About this task » Under this line are the records; write out word for word the part that begins at the line containing "filename src/pins.rs" and ends at the line containing "pub struct PinUser", and no more.

BEGIN

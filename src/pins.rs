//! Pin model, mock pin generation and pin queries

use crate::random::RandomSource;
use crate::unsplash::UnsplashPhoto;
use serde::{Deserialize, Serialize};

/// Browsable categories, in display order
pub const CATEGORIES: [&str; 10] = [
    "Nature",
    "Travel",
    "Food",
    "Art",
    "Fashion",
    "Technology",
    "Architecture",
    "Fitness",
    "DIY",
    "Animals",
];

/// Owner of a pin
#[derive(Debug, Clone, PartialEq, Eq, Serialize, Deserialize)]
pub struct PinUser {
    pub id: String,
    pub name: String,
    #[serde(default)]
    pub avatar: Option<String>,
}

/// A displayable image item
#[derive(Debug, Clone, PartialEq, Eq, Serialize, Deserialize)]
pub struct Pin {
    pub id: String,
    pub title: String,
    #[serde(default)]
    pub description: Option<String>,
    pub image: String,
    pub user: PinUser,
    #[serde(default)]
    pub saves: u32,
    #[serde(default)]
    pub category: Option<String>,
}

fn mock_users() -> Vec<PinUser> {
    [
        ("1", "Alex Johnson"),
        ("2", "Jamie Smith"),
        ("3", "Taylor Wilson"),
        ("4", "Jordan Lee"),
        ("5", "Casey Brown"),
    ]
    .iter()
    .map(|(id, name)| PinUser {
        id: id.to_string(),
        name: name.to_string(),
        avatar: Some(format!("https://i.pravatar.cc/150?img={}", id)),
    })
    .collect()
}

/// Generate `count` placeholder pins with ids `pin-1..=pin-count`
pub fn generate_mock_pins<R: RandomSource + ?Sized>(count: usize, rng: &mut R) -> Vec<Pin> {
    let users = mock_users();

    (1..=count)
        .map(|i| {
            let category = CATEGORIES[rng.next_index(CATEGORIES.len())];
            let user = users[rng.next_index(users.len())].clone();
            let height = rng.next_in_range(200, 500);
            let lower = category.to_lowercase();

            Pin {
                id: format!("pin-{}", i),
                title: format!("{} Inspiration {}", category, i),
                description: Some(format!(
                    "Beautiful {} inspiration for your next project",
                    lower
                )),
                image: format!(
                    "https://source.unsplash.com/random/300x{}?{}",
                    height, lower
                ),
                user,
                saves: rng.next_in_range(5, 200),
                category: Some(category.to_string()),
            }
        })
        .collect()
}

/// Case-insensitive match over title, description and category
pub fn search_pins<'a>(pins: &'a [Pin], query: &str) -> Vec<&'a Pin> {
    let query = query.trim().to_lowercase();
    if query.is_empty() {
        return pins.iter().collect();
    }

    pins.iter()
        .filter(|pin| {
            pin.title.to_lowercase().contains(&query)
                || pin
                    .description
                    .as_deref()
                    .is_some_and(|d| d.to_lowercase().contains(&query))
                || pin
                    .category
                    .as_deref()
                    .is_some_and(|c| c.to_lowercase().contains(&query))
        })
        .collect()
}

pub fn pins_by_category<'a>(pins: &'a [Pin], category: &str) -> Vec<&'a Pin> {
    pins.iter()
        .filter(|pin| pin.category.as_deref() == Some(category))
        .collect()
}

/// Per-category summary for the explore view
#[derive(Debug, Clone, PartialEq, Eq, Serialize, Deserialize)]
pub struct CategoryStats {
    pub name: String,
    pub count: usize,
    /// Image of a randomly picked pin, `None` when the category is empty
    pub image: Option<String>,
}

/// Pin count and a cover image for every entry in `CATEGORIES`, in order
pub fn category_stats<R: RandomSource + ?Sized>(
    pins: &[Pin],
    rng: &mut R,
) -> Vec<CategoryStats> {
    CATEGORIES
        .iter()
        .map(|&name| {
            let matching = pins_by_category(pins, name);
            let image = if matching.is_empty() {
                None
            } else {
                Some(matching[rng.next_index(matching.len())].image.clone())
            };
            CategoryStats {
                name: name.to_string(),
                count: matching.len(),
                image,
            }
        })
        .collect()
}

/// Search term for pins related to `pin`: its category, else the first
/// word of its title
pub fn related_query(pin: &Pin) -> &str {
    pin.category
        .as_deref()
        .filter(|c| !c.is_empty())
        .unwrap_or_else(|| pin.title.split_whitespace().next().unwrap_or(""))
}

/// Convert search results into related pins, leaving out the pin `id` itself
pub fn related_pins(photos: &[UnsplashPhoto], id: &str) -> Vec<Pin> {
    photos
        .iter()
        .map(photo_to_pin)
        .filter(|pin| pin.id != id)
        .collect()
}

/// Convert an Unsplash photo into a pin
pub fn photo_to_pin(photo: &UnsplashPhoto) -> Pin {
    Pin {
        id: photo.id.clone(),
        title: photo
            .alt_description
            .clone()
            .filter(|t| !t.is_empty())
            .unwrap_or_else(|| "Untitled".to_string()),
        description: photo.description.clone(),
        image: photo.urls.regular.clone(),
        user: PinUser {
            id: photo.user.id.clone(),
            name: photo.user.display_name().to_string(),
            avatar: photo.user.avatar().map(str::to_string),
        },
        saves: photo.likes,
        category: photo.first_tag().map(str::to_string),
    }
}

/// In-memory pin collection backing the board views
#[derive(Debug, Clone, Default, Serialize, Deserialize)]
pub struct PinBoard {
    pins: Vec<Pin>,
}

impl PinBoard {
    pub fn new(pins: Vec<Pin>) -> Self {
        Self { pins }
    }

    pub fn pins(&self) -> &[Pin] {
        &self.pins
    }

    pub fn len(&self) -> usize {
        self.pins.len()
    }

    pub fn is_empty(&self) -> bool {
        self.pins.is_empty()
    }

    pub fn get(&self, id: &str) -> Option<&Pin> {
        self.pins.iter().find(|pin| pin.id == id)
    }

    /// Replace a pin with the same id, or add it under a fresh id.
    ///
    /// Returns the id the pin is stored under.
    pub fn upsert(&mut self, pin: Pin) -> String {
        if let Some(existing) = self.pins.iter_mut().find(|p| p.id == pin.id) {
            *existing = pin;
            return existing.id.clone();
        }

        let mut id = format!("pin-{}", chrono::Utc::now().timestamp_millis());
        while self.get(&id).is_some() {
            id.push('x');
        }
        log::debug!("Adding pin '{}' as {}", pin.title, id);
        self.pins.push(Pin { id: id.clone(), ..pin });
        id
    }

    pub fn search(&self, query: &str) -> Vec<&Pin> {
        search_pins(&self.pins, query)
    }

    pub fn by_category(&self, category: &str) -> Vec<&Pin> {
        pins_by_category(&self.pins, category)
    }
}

END
BEGIN

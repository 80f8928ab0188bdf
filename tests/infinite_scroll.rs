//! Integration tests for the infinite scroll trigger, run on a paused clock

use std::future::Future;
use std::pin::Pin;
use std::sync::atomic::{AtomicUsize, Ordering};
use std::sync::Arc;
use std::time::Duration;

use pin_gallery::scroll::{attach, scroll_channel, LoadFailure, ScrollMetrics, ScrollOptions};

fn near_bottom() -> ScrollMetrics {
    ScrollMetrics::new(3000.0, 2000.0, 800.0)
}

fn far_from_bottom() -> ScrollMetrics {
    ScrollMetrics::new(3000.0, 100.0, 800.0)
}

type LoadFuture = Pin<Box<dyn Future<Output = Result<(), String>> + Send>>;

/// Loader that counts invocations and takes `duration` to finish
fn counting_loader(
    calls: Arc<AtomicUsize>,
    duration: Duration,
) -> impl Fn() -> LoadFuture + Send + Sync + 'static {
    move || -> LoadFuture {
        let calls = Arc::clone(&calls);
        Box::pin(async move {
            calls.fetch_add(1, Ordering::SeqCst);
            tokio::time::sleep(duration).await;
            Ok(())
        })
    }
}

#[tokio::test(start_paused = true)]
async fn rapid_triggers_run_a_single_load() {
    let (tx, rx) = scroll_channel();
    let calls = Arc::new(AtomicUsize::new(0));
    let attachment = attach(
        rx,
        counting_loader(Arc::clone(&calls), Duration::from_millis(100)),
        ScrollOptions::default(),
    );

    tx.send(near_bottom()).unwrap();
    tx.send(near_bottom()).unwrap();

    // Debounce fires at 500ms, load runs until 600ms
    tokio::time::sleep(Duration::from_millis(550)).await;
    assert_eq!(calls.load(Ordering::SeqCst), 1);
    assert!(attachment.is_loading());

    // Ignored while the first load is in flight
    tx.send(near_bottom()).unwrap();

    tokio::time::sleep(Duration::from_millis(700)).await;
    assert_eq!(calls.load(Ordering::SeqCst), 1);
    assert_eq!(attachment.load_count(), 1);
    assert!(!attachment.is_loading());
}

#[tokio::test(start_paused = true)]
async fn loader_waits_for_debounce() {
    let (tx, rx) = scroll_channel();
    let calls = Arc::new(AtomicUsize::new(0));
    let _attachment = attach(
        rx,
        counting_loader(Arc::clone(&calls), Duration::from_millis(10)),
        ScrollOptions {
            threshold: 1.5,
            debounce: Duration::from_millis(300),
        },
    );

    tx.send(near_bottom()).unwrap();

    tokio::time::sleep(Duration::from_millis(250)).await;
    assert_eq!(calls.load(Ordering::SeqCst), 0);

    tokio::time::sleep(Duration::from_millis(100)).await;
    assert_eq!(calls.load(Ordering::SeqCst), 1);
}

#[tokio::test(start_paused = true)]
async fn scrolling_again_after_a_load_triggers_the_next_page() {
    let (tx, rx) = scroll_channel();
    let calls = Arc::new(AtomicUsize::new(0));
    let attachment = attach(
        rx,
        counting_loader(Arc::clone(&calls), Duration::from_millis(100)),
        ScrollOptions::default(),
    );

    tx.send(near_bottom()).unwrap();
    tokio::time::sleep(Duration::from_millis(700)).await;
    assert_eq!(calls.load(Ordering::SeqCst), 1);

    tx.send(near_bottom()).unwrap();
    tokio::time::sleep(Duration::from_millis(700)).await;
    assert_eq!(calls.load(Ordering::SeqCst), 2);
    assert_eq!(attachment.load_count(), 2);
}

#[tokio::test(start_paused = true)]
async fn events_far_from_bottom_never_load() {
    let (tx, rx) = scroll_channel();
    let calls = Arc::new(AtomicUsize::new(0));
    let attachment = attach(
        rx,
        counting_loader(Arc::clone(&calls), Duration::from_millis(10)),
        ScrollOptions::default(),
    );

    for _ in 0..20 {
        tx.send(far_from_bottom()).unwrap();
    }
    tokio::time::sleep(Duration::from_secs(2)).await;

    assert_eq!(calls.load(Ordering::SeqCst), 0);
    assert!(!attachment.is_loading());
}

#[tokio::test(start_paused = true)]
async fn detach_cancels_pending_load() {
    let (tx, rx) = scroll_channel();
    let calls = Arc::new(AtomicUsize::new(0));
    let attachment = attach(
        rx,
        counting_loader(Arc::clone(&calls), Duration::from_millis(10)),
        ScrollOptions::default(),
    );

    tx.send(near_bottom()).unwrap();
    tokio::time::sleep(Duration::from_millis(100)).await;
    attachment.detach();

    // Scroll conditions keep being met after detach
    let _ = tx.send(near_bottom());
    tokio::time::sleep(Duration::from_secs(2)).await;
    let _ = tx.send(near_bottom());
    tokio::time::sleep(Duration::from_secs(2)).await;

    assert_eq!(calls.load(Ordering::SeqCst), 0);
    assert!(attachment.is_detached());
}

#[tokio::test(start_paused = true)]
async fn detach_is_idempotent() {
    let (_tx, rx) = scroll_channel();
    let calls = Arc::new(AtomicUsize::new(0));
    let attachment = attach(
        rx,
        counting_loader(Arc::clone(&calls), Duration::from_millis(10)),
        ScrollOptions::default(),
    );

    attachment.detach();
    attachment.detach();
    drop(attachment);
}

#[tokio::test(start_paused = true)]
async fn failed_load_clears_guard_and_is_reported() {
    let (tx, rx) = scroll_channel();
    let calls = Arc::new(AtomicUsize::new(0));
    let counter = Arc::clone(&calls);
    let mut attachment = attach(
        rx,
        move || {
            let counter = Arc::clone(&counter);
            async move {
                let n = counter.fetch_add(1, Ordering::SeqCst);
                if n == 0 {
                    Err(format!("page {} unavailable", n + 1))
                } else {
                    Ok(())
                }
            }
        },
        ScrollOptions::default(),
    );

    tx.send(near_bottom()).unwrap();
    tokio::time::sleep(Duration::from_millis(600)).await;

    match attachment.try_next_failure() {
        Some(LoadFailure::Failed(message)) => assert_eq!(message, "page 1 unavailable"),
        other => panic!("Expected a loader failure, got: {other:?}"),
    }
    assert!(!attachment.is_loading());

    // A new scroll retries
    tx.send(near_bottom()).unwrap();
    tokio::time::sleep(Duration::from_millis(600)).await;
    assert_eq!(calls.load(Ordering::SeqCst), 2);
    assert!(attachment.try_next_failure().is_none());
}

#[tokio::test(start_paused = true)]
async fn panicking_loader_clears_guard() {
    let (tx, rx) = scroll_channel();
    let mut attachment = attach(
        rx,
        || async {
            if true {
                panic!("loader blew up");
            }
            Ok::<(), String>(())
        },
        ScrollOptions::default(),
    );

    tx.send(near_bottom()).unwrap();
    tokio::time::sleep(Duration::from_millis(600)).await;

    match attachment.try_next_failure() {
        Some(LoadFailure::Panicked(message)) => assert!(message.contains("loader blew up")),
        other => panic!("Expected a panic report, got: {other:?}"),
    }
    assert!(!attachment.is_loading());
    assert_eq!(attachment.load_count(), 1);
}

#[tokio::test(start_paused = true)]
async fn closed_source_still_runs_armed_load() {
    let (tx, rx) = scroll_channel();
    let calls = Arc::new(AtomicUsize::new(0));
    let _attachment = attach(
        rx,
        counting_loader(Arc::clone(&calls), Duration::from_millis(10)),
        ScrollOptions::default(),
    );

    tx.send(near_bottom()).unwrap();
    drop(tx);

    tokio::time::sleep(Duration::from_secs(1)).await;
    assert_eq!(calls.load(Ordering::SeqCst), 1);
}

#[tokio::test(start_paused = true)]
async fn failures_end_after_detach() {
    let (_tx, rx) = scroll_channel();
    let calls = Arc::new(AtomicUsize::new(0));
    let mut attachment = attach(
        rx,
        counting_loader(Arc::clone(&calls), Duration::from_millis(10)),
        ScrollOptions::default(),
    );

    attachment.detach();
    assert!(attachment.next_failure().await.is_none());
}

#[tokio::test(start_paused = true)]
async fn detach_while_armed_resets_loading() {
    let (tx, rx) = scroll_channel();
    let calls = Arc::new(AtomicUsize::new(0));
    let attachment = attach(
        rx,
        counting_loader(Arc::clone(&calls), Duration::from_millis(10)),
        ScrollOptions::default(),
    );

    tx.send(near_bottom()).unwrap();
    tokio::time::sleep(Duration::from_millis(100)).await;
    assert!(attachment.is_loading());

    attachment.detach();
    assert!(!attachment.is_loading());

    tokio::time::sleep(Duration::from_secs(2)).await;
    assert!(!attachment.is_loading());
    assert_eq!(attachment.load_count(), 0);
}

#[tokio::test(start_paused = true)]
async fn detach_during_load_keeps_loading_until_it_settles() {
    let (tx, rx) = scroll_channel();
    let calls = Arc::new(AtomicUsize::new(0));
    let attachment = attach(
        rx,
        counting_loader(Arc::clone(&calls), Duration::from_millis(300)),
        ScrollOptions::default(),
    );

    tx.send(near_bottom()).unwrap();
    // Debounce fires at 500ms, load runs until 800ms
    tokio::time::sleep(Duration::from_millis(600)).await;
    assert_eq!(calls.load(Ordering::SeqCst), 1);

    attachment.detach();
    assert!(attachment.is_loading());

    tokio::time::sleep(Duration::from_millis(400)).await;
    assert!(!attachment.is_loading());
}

END

Written solution »
filename src/pins.rs
//! Pin model, mock pin generation and pin queries

use crate::random::RandomSource;
use crate::unsplash::UnsplashPhoto;
use serde::{Deserialize, Serialize};

/// Browsable categories, in display order
pub const CATEGORIES: [&str; 10] = [
    "Nature",
    "Travel",
    "Food",
    "Art",
    "Fashion",
    "Technology",
    "Architecture",
    "Fitness",
    "DIY",
    "Animals",
];

/// Owner of a pin
#[derive(Debug, Clone, PartialEq, Eq, Serialize, Deserialize)]
pub struct PinUser {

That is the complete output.